== Activity ==
From the line with "in *every* given entity." through the line with "let mut iter = entities.into_iter();", inclusive, return each line of the data below exactly and leave the rest out.

== Data for the task ==
◇ ◇ ◇ ◇ ◇ ◇ ◇

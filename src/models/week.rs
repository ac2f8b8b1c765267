//! Weekly grid model.
//!
//! The timetable is laid out on a fixed grid: a set of teaching days,
//! each split into the same number of equally long periods. The grid
//! defines the slot universe every reservation starts from.

use std::collections::BTreeSet;
use std::fmt;

use serde::{Deserialize, Serialize};

use super::TimeSlot;

/// Day of the week, ordered Monday first.
#[derive(Debug, Clone, Copy, PartialEq, Eq, PartialOrd, Ord, Hash, Serialize, Deserialize)]
pub enum Weekday {
    Monday,
    Tuesday,
    Wednesday,
    Thursday,
    Friday,
    Saturday,
    Sunday,
}

impl Weekday {
    /// All days in order.
    pub const ALL: [Weekday; 7] = [
        Weekday::Monday,
        Weekday::Tuesday,
        Weekday::Wednesday,
        Weekday::Thursday,
        Weekday::Friday,
        Weekday::Saturday,
        Weekday::Sunday,
    ];

    /// Three-letter abbreviation.
    pub fn short_name(self) -> &'static str {
        match self {
            Weekday::Monday => "Mon",
            Weekday::Tuesday => "Tue",
            Weekday::Wednesday => "Wed",
            Weekday::Thursday => "Thu",
            Weekday::Friday => "Fri",
            Weekday::Saturday => "Sat",
            Weekday::Sunday => "Sun",
        }
    }
}

impl fmt::Display for Weekday {
    fn fmt(&self, f: &mut fmt::Formatter<'_>) -> fmt::Result {
        f.write_str(self.short_name())
    }
}

/// The fixed weekly grid of teaching periods.
#[derive(Debug, Clone, PartialEq, Eq, Serialize, Deserialize)]
pub struct WeekGrid {
    /// Teaching days.
    pub days: Vec<Weekday>,
    /// Periods per teaching day, numbered from 0.
    pub periods_per_day: u8,
    /// Length of one period in minutes.
    pub period_minutes: u32,
}

impl WeekGrid {
    /// Creates a grid over the given days.
    pub fn new(days: impl IntoIterator<Item = Weekday>, periods_per_day: u8) -> Self {
        let mut days: Vec<Weekday> = days.into_iter().collect();
        days.sort();
        days.dedup();
        Self {
            days,
            periods_per_day,
            period_minutes: 45,
        }
    }

    /// Sets the period length.
    pub fn with_period_minutes(mut self, minutes: u32) -> Self {
        self.period_minutes = minutes;
        self
    }

    /// Every atomic slot of the week, in (day, period) order.
    pub fn slots(&self) -> BTreeSet<TimeSlot> {
        self.days
            .iter()
            .flat_map(|&day| (0..self.periods_per_day).map(move |p| TimeSlot::new(day, p)))
            .collect()
    }

    /// Number of atomic slots in the week.
    pub fn slot_count(&self) -> usize {
        self.days.len() * self.periods_per_day as usize
    }

    /// Whether a slot lies on the grid.
    pub fn contains(&self, slot: &TimeSlot) -> bool {
        slot.period < self.periods_per_day && self.days.contains(&slot.day)
    }

    /// Minutes covered by `periods` consecutive periods.
    #[inline]
    pub fn minutes_for(&self, periods: usize) -> i64 {
        periods as i64 * self.period_minutes as i64
    }
}

impl Default for WeekGrid {
    /// Monday to Friday, eight 45-minute periods.
    fn default() -> Self {
        Self::new(Weekday::ALL[..5].iter().copied(), 8)
    }
}
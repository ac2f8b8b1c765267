//! Global pool of unplaced time slots.
//!
//! The solver draws contiguous runs of atomic slots from the pool, one
//! run per round. A failed round hands its run back unchanged.

use std::collections::BTreeSet;

use crate::models::{TimeSlot, WeekGrid};

/// Source of contiguous slot runs for the solver.
pub trait SlotPool {
    /// Permanently removes slots from the pool.
    fn discard_slots(&mut self, slots: &BTreeSet<TimeSlot>);

    /// Removes and returns `n` consecutive periods of one day, in order.
    ///
    /// Returns `None` (and leaves the pool untouched) if no such run exists
    /// or `n` is zero.
    fn pop_consecutive_slots(&mut self, n: usize) -> Option<Vec<TimeSlot>>;

    /// Reinserts a run previously returned by
    /// [`pop_consecutive_slots`](SlotPool::pop_consecutive_slots).
    fn put_back_slots(&mut self, slots: Vec<TimeSlot>);
}

/// Slot pool over the weekly grid.
///
/// Runs are handed out earliest first: the first day, then the first
/// period, that starts `n` free consecutive periods.
#[derive(Debug, Clone, PartialEq, Eq)]
pub struct WeeklySlotPool {
    available: BTreeSet<TimeSlot>,
}

impl WeeklySlotPool {
    /// A pool holding every slot of the grid.
    pub fn new(grid: &WeekGrid) -> Self {
        Self {
            available: grid.slots(),
        }
    }

    /// A pool holding exactly the given slots.
    pub fn from_slots(slots: impl IntoIterator<Item = TimeSlot>) -> Self {
        Self {
            available: slots.into_iter().collect(),
        }
    }

    /// Slots currently available.
    pub fn available(&self) -> &BTreeSet<TimeSlot> {
        &self.available
    }

    /// Number of available slots.
    pub fn len(&self) -> usize {
        self.available.len()
    }

    pub fn is_empty(&self) -> bool {
        self.available.is_empty()
    }

    fn find_run(&self, n: usize) -> Option<Vec<TimeSlot>> {
        let mut run: Vec<TimeSlot> = Vec::with_capacity(n);
        for slot in &self.available {
            match run.last() {
                Some(last) if last.is_followed_by(slot) => run.push(*slot),
                _ => {
                    run.clear();
                    run.push(*slot);
                }
            }
            if run.len() == n {
                return Some(run);
            }
        }
        None
    }
}

impl SlotPool for WeeklySlotPool {
    fn discard_slots(&mut self, slots: &BTreeSet<TimeSlot>) {
        self.available.retain(|s| !slots.contains(s));
    }

    fn pop_consecutive_slots(&mut self, n: usize) -> Option<Vec<TimeSlot>> {
        if n == 0 {
            return None;
        }
        let run = self.find_run(n)?;
        for slot in &run {
            self.available.remove(slot);
        }
        Some(run)
    }

    fn put_back_slots(&mut self, slots: Vec<TimeSlot>) {
        self.available.extend(slots);
    }
}
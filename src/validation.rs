//! Input and timetable validation.
//!
//! Input checks run before solving and detect:
//! - Duplicate subject, teacher or room IDs
//! - Subjects no teacher is qualified for
//! - Subjects requiring a room kind no room has
//!
//! Timetable checks run on placed lessons and detect double-booking of a
//! teacher, room or subject, and lessons whose slots are not the expansion
//! of their composed slot.

use std::collections::{HashMap, HashSet};

use crate::models::{Lesson, Room, Subject, Teacher, TimeSlot};

/// Validation result.
pub type ValidationResult = Result<(), Vec<ValidationError>>;

/// A validation error.
#[derive(Debug, Clone, PartialEq)]
pub struct ValidationError {
    /// Error category.
    pub kind: ValidationErrorKind,
    /// Human-readable description.
    pub message: String,
}

/// Categories of validation errors.
#[derive(Debug, Clone, PartialEq, Eq)]
pub enum ValidationErrorKind {
    /// Two entities share the same ID.
    DuplicateId,
    /// No teacher can teach a subject.
    NoQualifiedTeacher,
    /// No room has the kind a subject requires.
    NoMatchingRoom,
    /// A teacher, room or subject holds two lessons at the same time.
    DoubleBooked,
    /// A lesson's atomic slots do not match its composed slot.
    SlotMismatch,
}

impl ValidationError {
    fn new(kind: ValidationErrorKind, message: impl Into<String>) -> Self {
        Self {
            kind,
            message: message.into(),
        }
    }
}

/// Validates the input of a timetabling problem.
///
/// # Returns
/// `Ok(())` if all checks pass, `Err(errors)` with all detected issues.
pub fn validate_input(
    subjects: &[Subject],
    teachers: &[Teacher],
    rooms: &[Room],
) -> ValidationResult {
    let mut errors = Vec::new();

    check_unique("subject", subjects.iter().map(|s| s.id.as_str()), &mut errors);
    check_unique("teacher", teachers.iter().map(|t| t.id.as_str()), &mut errors);
    check_unique("room", rooms.iter().map(|r| r.id.as_str()), &mut errors);

    for subject in subjects {
        if !teachers.iter().any(|t| t.can_teach(&subject.id)) {
            errors.push(ValidationError::new(
                ValidationErrorKind::NoQualifiedTeacher,
                format!("No teacher can teach subject '{}'", subject.id),
            ));
        }
        if let Some(kind) = &subject.room_kind {
            if !rooms.iter().any(|r| r.is_kind(Some(kind))) {
                errors.push(ValidationError::new(
                    ValidationErrorKind::NoMatchingRoom,
                    format!(
                        "Subject '{}' requires a '{}' room but none exists",
                        subject.id, kind.0
                    ),
                ));
            }
        }
    }

    if errors.is_empty() {
        Ok(())
    } else {
        Err(errors)
    }
}

/// Validates a set of placed lessons.
///
/// Checks that no teacher, room or subject appears in two lessons sharing
/// an atomic slot, and that every lesson's slots expand its composed slot.
pub fn validate_lessons(lessons: &[Lesson]) -> ValidationResult {
    let mut errors = Vec::new();

    for lesson in lessons {
        if lesson.slots() != lesson.slot().slots().as_slice() {
            errors.push(ValidationError::new(
                ValidationErrorKind::SlotMismatch,
                format!(
                    "Lesson of '{}' at {} lists slots that differ from its run",
                    lesson.subject_id(),
                    lesson.slot()
                ),
            ));
        }
    }

    check_double_booking("teacher", lessons, Lesson::teacher_id, &mut errors);
    check_double_booking("room", lessons, Lesson::room_id, &mut errors);
    check_double_booking("subject", lessons, Lesson::subject_id, &mut errors);

    if errors.is_empty() {
        Ok(())
    } else {
        Err(errors)
    }
}

fn check_unique<'a>(
    what: &str,
    ids: impl Iterator<Item = &'a str>,
    errors: &mut Vec<ValidationError>,
) {
    let mut seen = HashSet::new();
    for id in ids {
        if !seen.insert(id) {
            errors.push(ValidationError::new(
                ValidationErrorKind::DuplicateId,
                format!("Duplicate {what} ID: {id}"),
            ));
        }
    }
}

fn check_double_booking(
    what: &str,
    lessons: &[Lesson],
    key: fn(&Lesson) -> &str,
    errors: &mut Vec<ValidationError>,
) {
    let mut occupied: HashMap<(&str, TimeSlot), usize> = HashMap::new();
    for (idx, lesson) in lessons.iter().enumerate() {
        for slot in lesson.slots() {
            if let Some(prev) = occupied.insert((key(lesson), *slot), idx) {
                if prev != idx {
                    errors.push(ValidationError::new(
                        ValidationErrorKind::DoubleBooked,
                        format!("{what} '{}' is booked twice at {slot}", key(lesson)),
                    ));
                }
            }
        }
    }
}
//! Reservation model.
//!
//! Every schedulable entity (subject, teacher, room) owns a [`Reservation`]:
//! the atomic slots it still has free and the ones already assigned.
//! The two sets are always disjoint; batch assignment is the only way
//! slots move between them and it is all-or-nothing.

use std::collections::BTreeSet;

use super::{ComposedSlot, TimeSlot, WeekGrid};
use crate::error::ReservationError;

/// Free and assigned atomic slots of one entity.
#[derive(Debug, Clone, PartialEq, Eq)]
pub struct Reservation {
    free: BTreeSet<TimeSlot>,
    assigned: BTreeSet<TimeSlot>,
}

impl Reservation {
    /// A reservation with the whole week free.
    pub fn whole_week(grid: &WeekGrid) -> Self {
        Self {
            free: grid.slots(),
            assigned: BTreeSet::new(),
        }
    }

    /// Slots still free.
    pub fn free_slots(&self) -> &BTreeSet<TimeSlot> {
        &self.free
    }

    /// Slots already assigned, in order.
    pub fn assigned_slots(&self) -> &BTreeSet<TimeSlot> {
        &self.assigned
    }

    /// Number of assigned slots.
    pub fn assigned_count(&self) -> usize {
        self.assigned.len()
    }

    /// Whether every slot of the run is still free.
    pub fn is_free_during(&self, slot: &ComposedSlot) -> bool {
        slot.slots().iter().all(|s| self.free.contains(s))
    }

    /// Moves all `slots` from free to assigned, or none of them.
    ///
    /// # Errors
    /// [`ReservationError::NotFree`] naming the first slot that is not free;
    /// the reservation is left untouched.
    pub fn assign(&mut self, slots: &[TimeSlot]) -> Result<(), ReservationError> {
        if let Some(taken) = slots.iter().find(|s| !self.free.contains(s)) {
            return Err(ReservationError::NotFree(*taken));
        }
        for slot in slots {
            self.free.remove(slot);
            self.assigned.insert(*slot);
        }
        Ok(())
    }

    /// Marks slots as unavailable before solving.
    ///
    /// Slots that are not free are skipped.
    pub fn block(&mut self, slots: impl IntoIterator<Item = TimeSlot>) {
        for slot in slots {
            if self.free.remove(&slot) {
                self.assigned.insert(slot);
            }
        }
    }
}

/// An entity that owns a [`Reservation`].
pub trait Reservable {
    /// Unique identifier.
    fn id(&self) -> &str;

    /// Read access to the reservation.
    fn reservation(&self) -> &Reservation;

    /// Whether the entity is free for the whole run.
    fn is_free_during(&self, slot: &ComposedSlot) -> bool {
        self.reservation().is_free_during(slot)
    }

    /// Number of assigned atomic slots.
    fn assigned_count(&self) -> usize {
        self.reservation().assigned_count()
    }
}

/// Slots assigned in *every* given entity.
///
/// Returns the empty set when there are no entities.
pub fn common_assigned_slots<'a, R, I>(entities: I) -> BTreeSet<TimeSlot>
where
    R: Reservable + 'a,
    I: IntoIterator<Item = &'a R>,
{
    let mut iter = entities.into_iter();
    let Some(first) = iter.next() else {
        return BTreeSet::new();
    };
    let mut common = first.reservation().assigned_slots().clone();
    for entity in iter {
        let assigned = entity.reservation().assigned_slots();
        common.retain(|s| assigned.contains(s));
        if common.is_empty() {
            break;
        }
    }
    common
}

◇ ◇ ◇ ◇ ◇ ◇ ◇

== Reply to the exercise ==
/// Slots assigned in *every* given entity.
///
/// Returns the empty set when there are no entities.
pub fn common_assigned_slots<'a, R, I>(entities: I) -> BTreeSet<TimeSlot>
where
    R: Reservable + 'a,
    I: IntoIterator<Item = &'a R>,
{
    let mut iter = entities.into_iter();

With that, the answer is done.